With an estimated 229,000 new cases and 136,000 deaths in the United States alone, lung cancer remains the deadliest malignancy worldwide (1). Recently, however, the NLST (National Lung Screening Trial) and the NELSON (Dutch-Belgian Randomized Lung Cancer Screening Trial) studies have demonstrated improved lung cancer mortality for low-dose computed tomographic (CT) screening of the chest in high-risk individuals, and, consequently, lung cancer screening programs are being implemented globally (2, 3). Although this is very exciting, numerous challenges remain, including the detection of large numbers of benign pulmonary nodules, diagnosis of indolent lung cancers, and many others. The implementation of lung cancer screening and the increased use of diagnostic chest CT, together with advances in CT technology, will undoubtedly lead to an ever-increasing number of detected lung nodules. An estimated 20 million chest CT scans are being performed annually in the United States alone (4, 5). Despite the reliance on predictive models and nodulemanagement practice guidelines, considerable variability in nodule classification and uncertainty in management remain (6, 7). Continued research exploring new biological and imaging-based biomarkers is crucial to meeting these challenges. In this issue of the Journal, Massion and colleagues (pp. 241–249) report the development and external validation of a novel, computer-aided, deep learning–based radiomic model, the Lung Cancer Prediction Convolutional Neural Network (LCP-CNN), to distinguish benign nodules from malignant screen-detected and incidentally detected indeterminate pulmonary nodules (8).

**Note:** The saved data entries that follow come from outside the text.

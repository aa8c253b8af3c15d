//! Per-code reconciliation: normalize, look up, create or skip, classify.

use std::any::Any;
use std::panic::AssertUnwindSafe;
use std::sync::Arc;

use dcr_config::CreationPolicy;
use dcr_gateway::{CreateFailure, DiscountGateway};
use futures_util::FutureExt;
use tracing::{error, info, warn};

use crate::{normalizer, RawCode, ReconciliationOutcome};

#[derive(Clone)]
pub struct ReconciliationService {
    gateway: Arc<dyn DiscountGateway>,
    policy: CreationPolicy,
}

impl std::fmt::Debug for ReconciliationService {
    fn fmt(&self, f: &mut std::fmt::Formatter<'_>) -> std::fmt::Result {
        f.debug_struct("ReconciliationService")
            .field("gateway", &self.gateway.name())
            .field("policy", &self.policy)
            .finish()
    }
}

impl ReconciliationService {
    pub fn new(gateway: Arc<dyn DiscountGateway>, policy: CreationPolicy) -> Self {
        Self { gateway, policy }
    }

    pub fn policy(&self) -> CreationPolicy {
        self.policy
    }

    /// Classify one input. Never fails: every path yields `(ledger key, outcome)`,
    /// including a panic inside the gateway.
    pub async fn ensure_exists(&self, raw: &RawCode) -> (String, ReconciliationOutcome) {
        match AssertUnwindSafe(self.classify(raw)).catch_unwind().await {
            Ok(result) => result,
            Err(payload) => {
                let label = normalizer::ledger_key(raw);
                error!(
                    code = %label,
                    error = %panic_message(payload.as_ref()),
                    "unexpected error processing code"
                );
                (label, ReconciliationOutcome::Exception)
            }
        }
    }

    async fn classify(&self, raw: &RawCode) -> (String, ReconciliationOutcome) {
        let code = match normalizer::clean(raw) {
            Ok(code) => code,
            Err(e) => {
                warn!(error = %e, "skipping invalid code");
                return (e.label, ReconciliationOutcome::InvalidFormat);
            }
        };

        if let Some(id) = self.gateway.find(&code).await {
            return (code, ReconciliationOutcome::Resolved(id));
        }

        let outcome = match self.policy {
            CreationPolicy::Skip => {
                info!(code = %code, "no discount found; creation skipped by policy");
                ReconciliationOutcome::Skipped
            }
            CreationPolicy::Create => self.create(&code).await,
        };
        (code, outcome)
    }

    async fn create(&self, code: &str) -> ReconciliationOutcome {
        match self.gateway.create(code, code).await {
            Ok(Some(id)) => ReconciliationOutcome::Resolved(id),
            Ok(None) => {
                warn!(code = %code, "create could not be confirmed");
                ReconciliationOutcome::CreationFailed
            }
            Err(CreateFailure::Rejected(errors)) => {
                let reasons: Vec<String> = errors.iter().map(|e| e.to_string()).collect();
                warn!(code = %code, errors = %reasons.join("; "), "create rejected");
                ReconciliationOutcome::CreationFailed
            }
            Err(CreateFailure::Unclassified(msg)) => {
                error!(code = %code, error = %msg, "unexpected error creating code");
                ReconciliationOutcome::Exception
            }
        }
    }
}

fn panic_message(payload: &(dyn Any + Send)) -> String {
    if let Some(s) = payload.downcast_ref::<&str>() {
        (*s).to_string()
    } else if let Some(s) = payload.downcast_ref::<String>() {
        s.clone()
    } else {
        "panic".to_string()
    }
}
use std::time::Duration;

use dcr_config::{DiscountDefaults, GatewaySettings};
use serde::de::DeserializeOwned;
use tracing::{debug, error, info, warn};

use crate::graphql::{CreateData, CreatePayload, FindData, GraphqlRequest, GraphqlResponse};
use crate::{AuthStrategy, CreateFailure, DiscountGateway, GatewayError};

const ACCESS_TOKEN_HEADER: &str = "X-Shopify-Access-Token";

/// Longest slice of an error body kept in a [`GatewayError::Http`].
const MAX_ERROR_BODY: usize = 512;

/// Shopify Admin GraphQL gateway.
#[derive(Debug)]
pub struct ShopifyGateway {
    http: reqwest::Client,
    endpoint: String,
    auth: AuthStrategy,
    discount: DiscountDefaults,
    retry_delay: Duration,
}

impl ShopifyGateway {
    /// Gateway for `https://{shop_domain}`, or `settings.base_url` when set.
    pub fn new(
        settings: &GatewaySettings,
        discount: DiscountDefaults,
        auth: AuthStrategy,
    ) -> Result<Self, GatewayError> {
        let base_url = match (&settings.base_url, &settings.shop_domain) {
            (Some(url), _) => url.clone(),
            (None, Some(shop)) => format!("https://{shop}"),
            (None, None) => {
                return Err(GatewayError::Config(
                    "gateway.shop_domain is required to reach the platform".to_string(),
                ))
            }
        };
        Self::new_with_base_url(base_url, settings, discount, auth)
    }

    /// Same as [`ShopifyGateway::new`] against an explicit origin (tests, proxies).
    pub fn new_with_base_url(
        base_url: String,
        settings: &GatewaySettings,
        discount: DiscountDefaults,
        auth: AuthStrategy,
    ) -> Result<Self, GatewayError> {
        let http = reqwest::Client::builder()
            .timeout(settings.request_timeout)
            .build()
            .map_err(|e| GatewayError::Config(format!("http client: {e}")))?;
        let endpoint = format!(
            "{}/admin/api/{}/graphql.json",
            base_url.trim_end_matches('/'),
            settings.api_version
        );
        info!(endpoint = %endpoint, mode = auth.mode().as_str(), "shopify gateway ready");
        Ok(Self {
            http,
            endpoint,
            auth,
            discount,
            retry_delay: settings.retry_delay,
        })
    }

    pub fn endpoint(&self) -> &str {
        &self.endpoint
    }

    pub fn auth(&self) -> &AuthStrategy {
        &self.auth
    }

    async fn execute<T: DeserializeOwned>(
        &self,
        req: &GraphqlRequest,
    ) -> Result<GraphqlResponse<T>, GatewayError> {
        let resp = self
            .http
            .post(&self.endpoint)
            .header(ACCESS_TOKEN_HEADER, self.auth.access_token())
            .json(req)
            .send()
            .await
            .map_err(|e| GatewayError::Transport(e.to_string()))?;

        let status = resp.status();
        let body = resp
            .text()
            .await
            .map_err(|e| GatewayError::Transport(e.to_string()))?;

        if !status.is_success() {
            let body: String = body.chars().take(MAX_ERROR_BODY).collect();
            return Err(GatewayError::Http {
                status: status.as_u16(),
                body,
            });
        }

        serde_json::from_str(&body).map_err(|e| GatewayError::Decode(e.to_string()))
    }

    /// Lookup with the failure kept visible.
    pub async fn try_find(&self, code: &str) -> Result<Option<String>, GatewayError> {
        let resp: GraphqlResponse<FindData> = self.execute(&GraphqlRequest::find(code)).await?;
        if let Some(msg) = resp.error_message() {
            return Err(GatewayError::Api(msg));
        }
        Ok(resp.data.and_then(FindData::id))
    }

    async fn try_create(&self, code: &str, title: &str) -> Result<CreatePayload, GatewayError> {
        let req = GraphqlRequest::create(code, title, &self.discount);
        let resp: GraphqlResponse<CreateData> = self.execute(&req).await?;
        if let Some(msg) = resp.error_message() {
            return Err(GatewayError::Api(msg));
        }
        // A missing payload is treated like a create that returned no id.
        Ok(resp
            .data
            .and_then(|d| d.discount_code_basic_create)
            .unwrap_or_default())
    }
}

#[async_trait::async_trait]
impl DiscountGateway for ShopifyGateway {
    fn name(&self) -> &'static str {
        "shopify"
    }

    async fn find(&self, code: &str) -> Option<String> {
        match self.try_find(code).await {
            Ok(id) => {
                debug!(code, found = id.is_some(), "discount lookup");
                id
            }
            Err(e) => {
                error!(code, error = %e, "discount lookup failed; treating as absent");
                None
            }
        }
    }

    async fn create(&self, code: &str, title: &str) -> Result<Option<String>, CreateFailure> {
        let title = if title.trim().is_empty() { code } else { title };

        let payload = match self.try_create(code, title).await {
            Ok(p) => p,
            Err(GatewayError::Decode(msg)) => {
                error!(code, error = %msg, "discount create returned an unreadable response");
                return Err(CreateFailure::Unclassified(msg));
            }
            Err(e) => {
                error!(code, error = %e, "discount create failed");
                return Ok(None);
            }
        };

        if !payload.user_errors.is_empty() {
            for ue in &payload.user_errors {
                warn!(code, error = %ue, "discount create rejected");
            }
            return Err(CreateFailure::Rejected(payload.user_errors));
        }

        if let Some(id) = payload.id() {
            info!(code, id = %id, "discount created");
            return Ok(Some(id));
        }

        warn!(code, "discount created but no id returned; looking it up");
        tokio::time::sleep(self.retry_delay).await;
        let recovered = self.find(code).await;
        if recovered.is_none() {
            warn!(code, "created discount could not be found");
        }
        Ok(recovered)
    }
}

Radiomics refers to the identification, extraction, quantification, and analysis of imaging features from radiologic images, with the goal of better or more consistently characterizing radiologic findings. For lung nodules, quantitative and qualitative density and morphologic features provide objective characterization not available by standard visual image interpretation. The analysis of already-available imaging data renders this approach to development and validation of nodule radiomics safe and cost effective. In contrast to conventional radiomic methods in which imaging features are selected by experienced clinicians, deep learning–based radiomics relies on machine learning–extracted features that are frequently abstract and commonly difficult to link back to the underlying biology. Several other recent studies have explored the potential role of radiomics in the classification of indeterminate pulmonary nodules with promising results (9–11). Enthusiasm has, however, been tempered by the lack of consistency in radiomics features included in these models, the need for homogeneous image acquisition, a lack of stability of the imaging features, the small numbers of scans in relationship to the extracted imaging features (type I error), and a lack of external validation. Models derived from large, heterogeneous real-life data sets, such as the NLST, that are further validated in external data sets, as in the current study, are needed.